◆ Source records
//! Anti-aliased vector coverage via `vello_cpu`.
//!
//! Shapes are described with workspace `kurbo` geometry and converted to the `kurbo` version that
//! `vello_cpu` re-exports before filling.

use image::{GrayImage, RgbaImage};
use kurbo::{PathEl, Shape};

use crate::foundation::error::{CardError, CardResult};
use crate::foundation::math::unpremultiply_rgba8_in_place;

const PATH_TOLERANCE: f64 = 0.1;

/// Dimensions checked against the `u16` limits of the vector rasterizer.
pub(crate) fn raster_dims(width: u32, height: u32) -> CardResult<(u16, u16)> {
    let w: u16 = width
        .try_into()
        .map_err(|_| CardError::processing("raster width exceeds u16"))?;
    let h: u16 = height
        .try_into()
        .map_err(|_| CardError::processing("raster height exceeds u16"))?;
    if w == 0 || h == 0 {
        return Err(CardError::processing("raster size must be non-empty"));
    }
    Ok((w, h))
}

/// Fill `shape` in opaque white on a transparent `width × height` surface and return its coverage.
pub fn fill_coverage(width: u32, height: u32, shape: &impl Shape) -> CardResult<GrayImage> {
    let (w, h) = raster_dims(width, height)?;
    let mut ctx = vello_cpu::RenderContext::new(w, h);
    ctx.set_transform(vello_cpu::kurbo::Affine::IDENTITY);
    ctx.set_paint(vello_cpu::peniko::Color::from_rgba8(255, 255, 255, 255));
    ctx.fill_path(&shape_to_cpu(shape));
    ctx.flush();

    let mut pixmap = vello_cpu::Pixmap::new(w, h);
    ctx.render_to_pixmap(&mut pixmap);

    let alpha: Vec<u8> = pixmap
        .data_as_u8_slice()
        .chunks_exact(4)
        .map(|px| px[3])
        .collect();
    GrayImage::from_raw(width, height, alpha)
        .ok_or_else(|| CardError::processing("coverage buffer does not match raster size"))
}

/// Copy a premultiplied `vello_cpu` pixmap into a straight-alpha image.
pub(crate) fn pixmap_to_rgba(pixmap: &vello_cpu::Pixmap) -> CardResult<RgbaImage> {
    let mut bytes = pixmap.data_as_u8_slice().to_vec();
    unpremultiply_rgba8_in_place(&mut bytes);
    RgbaImage::from_raw(u32::from(pixmap.width()), u32::from(pixmap.height()), bytes)
        .ok_or_else(|| CardError::processing("pixmap buffer does not match its size"))
}

pub(crate) fn shape_to_cpu(shape: &impl Shape) -> vello_cpu::kurbo::BezPath {
    let mut out = vello_cpu::kurbo::BezPath::new();
    for el in shape.path_elements(PATH_TOLERANCE) {
        match el {
            PathEl::MoveTo(p) => out.move_to(vello_cpu::kurbo::Point::new(p.x, p.y)),
            PathEl::LineTo(p) => out.line_to(vello_cpu::kurbo::Point::new(p.x, p.y)),
            PathEl::QuadTo(p1, p2) => out.quad_to(
                vello_cpu::kurbo::Point::new(p1.x, p1.y),
                vello_cpu::kurbo::Point::new(p2.x, p2.y),
            ),
            PathEl::CurveTo(p1, p2, p3) => out.curve_to(
                vello_cpu::kurbo::Point::new(p1.x, p1.y),
                vello_cpu::kurbo::Point::new(p2.x, p2.y),
                vello_cpu::kurbo::Point::new(p3.x, p3.y),
            ),
            PathEl::ClosePath => out.close_path(),
        }
    }
    out
}

#[cfg(test)]
#[path = "../../tests/unit/effects/raster.rs"]
mod tests;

◆ Your goal
Among the lines of the material above, find those with the word "does". Copy each one.

◆ Solution
        .ok_or_else(|| CardError::processing("coverage buffer does not match raster size"))
        .ok_or_else(|| CardError::processing("pixmap buffer does not match its size"))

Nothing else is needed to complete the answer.